By Marie Myung-Ok Lee
Last spring, I wrote about applying for a medical marijuana license for my autistic, allergic 9-year-old son, J., in hopes of soothing his gut pain and anxiety, the roots of the behavioral demons that caused him to lash out at others and himself. After reading studies of how cannabis can ease pain and worry, and in consultation with his doctor, we decided to give it a try. A month into daily cannabis tea and mj-oil cookies (my husband discovered his inner baker), I reported, we both felt that J. seemed happier. But it was hard to tell. He'd have a good morning, then at dinner he'd throw his food. Still, we did notice that when he came home from school with stomach pain (he wasn't getting any supplemental cannabis there), he'd run to the kitchen and demand his tea and cookie. As if he knew this was the stuff that dulled the hellish gut pangs.
How is J. doing now, four months into our cannabis experiment? Well, one day recently, he came home from school, and I noticed something really different: He had a whole shirt on.

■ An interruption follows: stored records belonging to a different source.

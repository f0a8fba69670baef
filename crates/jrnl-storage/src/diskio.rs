use std::sync::Arc;

use crate::{DeviceHandle, Result, StorageError};

/// Byte-addressed disk access contract consumed by the journal.
///
/// Every address and length must be a whole number of sectors; see [`DiskIoAdapter`].
pub trait DiskIo: Send + Sync {
    fn read(&self, addr: u64, buf: &mut [u8]) -> Result<()>;

    fn write(&self, addr: u64, buf: &[u8]) -> Result<()>;

    fn erase_range(&self, addr: u64, len: u64) -> Result<()>;
}

/// Translates the journal's byte-addressed requests into sector commands on a
/// [`DeviceHandle`].
///
/// The device command set is strictly sector-granular, so alignment is enforced here and a
/// misaligned request never reaches the device. Zero-length requests are rejected as well:
/// no device command can express them.
#[derive(Clone, Debug)]
pub struct DiskIoAdapter {
    device: Arc<DeviceHandle>,
    sector_size: u32,
}

impl DiskIoAdapter {
    pub fn new(device: Arc<DeviceHandle>) -> Self {
        let sector_size = device.sector_size();
        Self {
            device,
            sector_size,
        }
    }

    pub fn device(&self) -> &Arc<DeviceHandle> {
        &self.device
    }

    pub fn sector_size(&self) -> u32 {
        self.sector_size
    }

    /// Validate a request and convert it to `(first_sector, sector_count)`.
    fn sector_span(&self, addr: u64, len: u64) -> Result<(u64, u64)> {
        let sector = u64::from(self.sector_size);
        if sector == 0 {
            return Err(StorageError::InvalidState("device reports zero sector size"));
        }
        if addr % sector != 0 || len % sector != 0 {
            return Err(StorageError::Unaligned {
                offset: addr,
                len,
                sector_size: self.sector_size,
            });
        }
        if len == 0 {
            return Err(StorageError::InvalidArgument("zero-length disk I/O request"));
        }
        addr.checked_add(len).ok_or(StorageError::OffsetOverflow)?;
        Ok((addr / sector, len / sector))
    }
}

fn buf_len(len: usize) -> Result<u64> {
    u64::try_from(len).map_err(|_| StorageError::OffsetOverflow)
}

impl DiskIo for DiskIoAdapter {
    fn read(&self, addr: u64, buf: &mut [u8]) -> Result<()> {
        let (first, _count) = self.sector_span(addr, buf_len(buf.len())?)?;
        self.device
            .with_backend(|backend| backend.read_sectors(first, buf))
    }

    fn write(&self, addr: u64, buf: &[u8]) -> Result<()> {
        let (first, _count) = self.sector_span(addr, buf_len(buf.len())?)?;
        self.device
            .with_backend(|backend| backend.write_sectors(first, buf))
    }

    fn erase_range(&self, addr: u64, len: u64) -> Result<()> {
        let (first, count) = self.sector_span(addr, len)?;
        self.device
            .with_backend(|backend| backend.erase_sectors(first, count))
    }
}
//! In-memory device simulations.
//!
//! [`MemCardHost`] and [`MemFlash`] implement the device driver traits over RAM so the
//! mount pipeline can be exercised without hardware. Both are cheap `Clone` handles onto
//! shared state: keep a clone around to inspect the recorded events or the media after the
//! original has been moved into a backend.

use std::collections::BTreeMap;
use std::sync::{Arc, Mutex, MutexGuard};

use crate::card::{
    CardInfo, CardKind, NativeSlotConfig, SdHost, SpiDeviceConfig, SDMMC_PROBING_FREQ_KHZ,
};
use crate::flash::{FlashDriver, Partition, WlHandle};
use crate::util::checked_range;
use crate::{Result, StorageError};

/// Cards above 2 GiB are high capacity.
const SDSC_MAX_BYTES: u64 = 2 * 1024 * 1024 * 1024;

fn lock<T>(m: &Mutex<T>) -> MutexGuard<'_, T> {
    m.lock().unwrap_or_else(|poisoned| poisoned.into_inner())
}

fn fault(slot: &Option<StorageError>) -> Result<()> {
    match slot {
        Some(err) => Err(err.clone()),
        None => Ok(()),
    }
}

#[derive(Debug, Clone, PartialEq, Eq)]
pub enum HostEvent {
    InitHost,
    DeinitHost,
    AttachSpi(u32),
    DetachSpi(u32),
    InitSlot(u32),
    Identify(u32),
    Read { first: u64, count: u64 },
    Write { first: u64, count: u64 },
    Erase { first: u64, count: u64 },
}

/// Errors to inject into the next matching [`MemCardHost`] call.
#[derive(Debug, Clone, Default)]
pub struct HostFaults {
    pub init_host: Option<StorageError>,
    pub attach_spi: Option<StorageError>,
    pub init_slot: Option<StorageError>,
    pub identify: Option<StorageError>,
    pub write: Option<StorageError>,
}

struct CardState {
    media: Vec<u8>,
    sector_size: u32,
    host_initialized: bool,
    spi_attached: Option<u32>,
    next_spi_slot: u32,
    faults: HostFaults,
    events: Vec<HostEvent>,
}

/// SD host with a RAM-backed card in its slot.
#[derive(Clone)]
pub struct MemCardHost {
    name: String,
    native_slots: bool,
    state: Arc<Mutex<CardState>>,
}

impl MemCardHost {
    pub fn new(sectors: u64, sector_size: u32) -> Self {
        let len = sectors
            .checked_mul(u64::from(sector_size))
            .and_then(|len| usize::try_from(len).ok())
            .unwrap_or(0);
        Self {
            name: "SIM00".to_owned(),
            native_slots: true,
            state: Arc::new(Mutex::new(CardState {
                media: vec![0u8; len],
                sector_size,
                host_initialized: false,
                spi_attached: None,
                next_spi_slot: 0,
                faults: HostFaults::default(),
                events: Vec::new(),
            })),
        }
    }

    /// Simulate an SPI-only host (no native SD/MMC controller).
    pub fn spi_only(mut self) -> Self {
        self.native_slots = false;
        self
    }

    /// Simulate a host bus that some other component already brought up.
    pub fn host_already_initialized(self) -> Self {
        lock(&self.state).host_initialized = true;
        self
    }

    pub fn set_faults(&self, faults: HostFaults) {
        lock(&self.state).faults = faults;
    }

    pub fn events(&self) -> Vec<HostEvent> {
        lock(&self.state).events.clone()
    }

    pub fn host_initialized(&self) -> bool {
        lock(&self.state).host_initialized
    }

    pub fn spi_attached(&self) -> bool {
        lock(&self.state).spi_attached.is_some()
    }

    /// Copy `len` bytes of card media starting at byte `offset`.
    pub fn media(&self, offset: usize, len: usize) -> Vec<u8> {
        let state = lock(&self.state);
        let end = (offset + len).min(state.media.len());
        state.media[offset.min(end)..end].to_vec()
    }

    fn span(state: &CardState, first: u64, len: u64) -> Result<(usize, usize)> {
        let sector = u64::from(state.sector_size);
        let offset = first.checked_mul(sector).ok_or(StorageError::OffsetOverflow)?;
        checked_range(offset, len, state.media.len() as u64)?;
        Ok((offset as usize, (offset + len) as usize))
    }
}

impl SdHost for MemCardHost {
    fn supports_native_slots(&self) -> bool {
        self.native_slots
    }

    fn init_host(&mut self) -> Result<()> {
        let mut state = lock(&self.state);
        state.events.push(HostEvent::InitHost);
        fault(&state.faults.init_host)?;
        if state.host_initialized {
            return Err(StorageError::InvalidState("host already initialized"));
        }
        state.host_initialized = true;
        Ok(())
    }

    fn deinit_host(&mut self) -> Result<()> {
        let mut state = lock(&self.state);
        state.events.push(HostEvent::DeinitHost);
        state.host_initialized = false;
        Ok(())
    }

    fn attach_spi_device(&mut self, _config: &SpiDeviceConfig) -> Result<u32> {
        let mut state = lock(&self.state);
        let slot = state.next_spi_slot;
        state.events.push(HostEvent::AttachSpi(slot));
        fault(&state.faults.attach_spi)?;
        if state.spi_attached.is_some() {
            return Err(StorageError::InvalidState("spi device already attached"));
        }
        state.next_spi_slot += 1;
        state.spi_attached = Some(slot);
        Ok(slot)
    }

    fn detach_spi_device(&mut self, slot: u32) -> Result<()> {
        let mut state = lock(&self.state);
        state.events.push(HostEvent::DetachSpi(slot));
        if state.spi_attached != Some(slot) {
            return Err(StorageError::InvalidState("spi device not attached"));
        }
        state.spi_attached = None;
        Ok(())
    }

    fn init_native_slot(&mut self, slot: u32, _config: &NativeSlotConfig) -> Result<()> {
        let mut state = lock(&self.state);
        state.events.push(HostEvent::InitSlot(slot));
        fault(&state.faults.init_slot)
    }

    fn identify_card(&mut self, slot: u32, max_freq_khz: u32) -> Result<CardInfo> {
        let mut state = lock(&self.state);
        state.events.push(HostEvent::Identify(slot));
        fault(&state.faults.identify)?;
        if max_freq_khz < SDMMC_PROBING_FREQ_KHZ {
            return Err(StorageError::InvalidArgument("bus frequency below probing rate"));
        }
        let capacity_sectors = (state.media.len() as u64)
            .checked_div(u64::from(state.sector_size))
            .ok_or(StorageError::NotSupported("card sector size"))?;
        let kind = if state.media.len() as u64 > SDSC_MAX_BYTES {
            CardKind::Sdhc
        } else {
            CardKind::Sdsc
        };
        Ok(CardInfo {
            name: self.name.clone(),
            kind,
            sector_size: state.sector_size,
            capacity_sectors,
            max_freq_khz,
        })
    }

    fn read_sectors(&mut self, _slot: u32, first: u64, buf: &mut [u8]) -> Result<()> {
        let mut state = lock(&self.state);
        let (start, end) = Self::span(&state, first, buf.len() as u64)?;
        let count = (buf.len() as u64)
            .checked_div(u64::from(state.sector_size))
            .unwrap_or(0);
        state.events.push(HostEvent::Read { first, count });
        buf.copy_from_slice(&state.media[start..end]);
        Ok(())
    }

    fn write_sectors(&mut self, _slot: u32, first: u64, buf: &[u8]) -> Result<()> {
        let mut state = lock(&self.state);
        let (start, end) = Self::span(&state, first, buf.len() as u64)?;
        let count = (buf.len() as u64)
            .checked_div(u64::from(state.sector_size))
            .unwrap_or(0);
        state.events.push(HostEvent::Write { first, count });
        fault(&state.faults.write)?;
        state.media[start..end].copy_from_slice(buf);
        Ok(())
    }

    fn erase_sectors(&mut self, _slot: u32, first: u64, count: u64) -> Result<()> {
        let mut state = lock(&self.state);
        let len = count
            .checked_mul(u64::from(state.sector_size))
            .ok_or(StorageError::OffsetOverflow)?;
        let (start, end) = Self::span(&state, first, len)?;
        state.events.push(HostEvent::Erase { first, count });
        state.media[start..end].fill(0);
        Ok(())
    }
}

/// Wear-levelling metadata kept at the end of each partition, in sectors.
pub const WL_METADATA_SECTORS: u64 = 4;

#[derive(Debug, Clone, PartialEq, Eq)]
pub enum FlashEvent {
    Mount(String),
    Unmount(String),
    Read { addr: u64, len: u64 },
    Write { addr: u64, len: u64 },
    Erase { addr: u64, len: u64 },
}

struct FlashState {
    partitions: Vec<(Partition, Vec<u8>)>,
    mounted: BTreeMap<u32, usize>,
    next_handle: u32,
    mount_fault: Option<StorageError>,
    events: Vec<FlashEvent>,
}

/// Flash chip with a partition table, RAM backed. Erased flash reads as `0xFF`.
#[derive(Clone)]
pub struct MemFlash {
    sector_size: u32,
    state: Arc<Mutex<FlashState>>,
}

impl MemFlash {
    pub fn new(sector_size: u32) -> Self {
        Self {
            sector_size,
            state: Arc::new(Mutex::new(FlashState {
                partitions: Vec::new(),
                mounted: BTreeMap::new(),
                next_handle: 1,
                mount_fault: None,
                events: Vec::new(),
            })),
        }
    }

    /// Append a partition of `size` bytes to the partition table.
    pub fn with_partition(self, label: &str, size: u64) -> Self {
        {
            let mut state = lock(&self.state);
            let offset = state
                .partitions
                .last()
                .map(|(p, _)| p.offset + p.size)
                .unwrap_or(0x10000);
            let data = vec![0xFFu8; usize::try_from(size).unwrap_or(0)];
            state.partitions.push((
                Partition {
                    label: label.to_owned(),
                    offset,
                    size,
                },
                data,
            ));
        }
        self
    }

    pub fn set_mount_fault(&self, fault: Option<StorageError>) {
        lock(&self.state).mount_fault = fault;
    }

    pub fn events(&self) -> Vec<FlashEvent> {
        lock(&self.state).events.clone()
    }

    pub fn mounted_count(&self) -> usize {
        lock(&self.state).mounted.len()
    }

    fn wl_len(&self, partition: &Partition) -> u64 {
        partition
            .size
            .saturating_sub(WL_METADATA_SECTORS * u64::from(self.sector_size))
    }

    fn with_instance<R>(
        &self,
        handle: WlHandle,
        f: impl FnOnce(&mut Vec<u8>, u64, &mut Vec<FlashEvent>) -> Result<R>,
    ) -> Result<R> {
        let mut state = lock(&self.state);
        let idx = *state
            .mounted
            .get(&handle.0)
            .ok_or(StorageError::InvalidState("wear levelling handle not mounted"))?;
        let FlashState {
            partitions, events, ..
        } = &mut *state;
        let (partition, data) = &mut partitions[idx];
        let usable = self.wl_len(partition);
        f(data, usable, events)
    }
}

impl FlashDriver for MemFlash {
    fn find_partition(&self, label: &str) -> Option<Partition> {
        lock(&self.state)
            .partitions
            .iter()
            .find(|(p, _)| p.label == label)
            .map(|(p, _)| p.clone())
    }

    fn wl_mount(&mut self, partition: &Partition) -> Result<WlHandle> {
        let mut state = lock(&self.state);
        state.events.push(FlashEvent::Mount(partition.label.clone()));
        fault(&state.mount_fault)?;
        let idx = state
            .partitions
            .iter()
            .position(|(p, _)| p.label == partition.label)
            .ok_or_else(|| StorageError::NotFound(partition.label.clone()))?;
        if state.mounted.values().any(|&mounted| mounted == idx) {
            return Err(StorageError::InvalidState(
                "wear levelling already mounted on partition",
            ));
        }
        let handle = state.next_handle;
        state.next_handle += 1;
        state.mounted.insert(handle, idx);
        Ok(WlHandle(handle))
    }

    fn wl_unmount(&mut self, handle: WlHandle) -> Result<()> {
        let mut state = lock(&self.state);
        let idx = state
            .mounted
            .remove(&handle.0)
            .ok_or(StorageError::InvalidState("wear levelling handle not mounted"))?;
        let label = state.partitions[idx].0.label.clone();
        state.events.push(FlashEvent::Unmount(label));
        Ok(())
    }

    fn wl_size(&self, handle: WlHandle) -> u64 {
        let state = lock(&self.state);
        state
            .mounted
            .get(&handle.0)
            .map(|&idx| self.wl_len(&state.partitions[idx].0))
            .unwrap_or(0)
    }

    fn wl_sector_size(&self, _handle: WlHandle) -> u32 {
        self.sector_size
    }

    fn wl_read(&mut self, handle: WlHandle, addr: u64, buf: &mut [u8]) -> Result<()> {
        self.with_instance(handle, |data, usable, events| {
            let len = buf.len() as u64;
            checked_range(addr, len, usable)?;
            events.push(FlashEvent::Read { addr, len });
            buf.copy_from_slice(&data[addr as usize..(addr + len) as usize]);
            Ok(())
        })
    }

    fn wl_write(&mut self, handle: WlHandle, addr: u64, buf: &[u8]) -> Result<()> {
        self.with_instance(handle, |data, usable, events| {
            let len = buf.len() as u64;
            checked_range(addr, len, usable)?;
            events.push(FlashEvent::Write { addr, len });
            data[addr as usize..(addr + len) as usize].copy_from_slice(buf);
            Ok(())
        })
    }

    fn wl_erase_range(&mut self, handle: WlHandle, addr: u64, len: u64) -> Result<()> {
        self.with_instance(handle, |data, usable, events| {
            checked_range(addr, len, usable)?;
            events.push(FlashEvent::Erase { addr, len });
            data[addr as usize..(addr + len) as usize].fill(0xFF);
            Ok(())
        })
    }
}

Pre-pot, J. ate things that weren't food. There's a name for this: pica. (Pregnant women are known to pica on chalk and laundry starch.) J. chewed the collar of his T-shirts while stealthily deconstructing them from the bottom up, teasing apart and then swallowing the threads. By the time I picked him up from the bus stop after school, the front half of his shirt was gone. His pica become so uncontrollable we couldn't let him sleep with a pajama top (it would be gone by morning) or a pillow (ditto the case and the stuffing). An antique family quilt was reduced to fabric strips, and he even managed to eat holes in a fleece blanket -- so much for his organic diet. I started dressing him only in organic cotton shirts, but we couldn't support the cost of a new one every day. The worst part was watching him scream in pain on the toilet, when what went in had to come out. I had nightmares about long threads knotting in digestive organs. (TMI? Welcome to our life!)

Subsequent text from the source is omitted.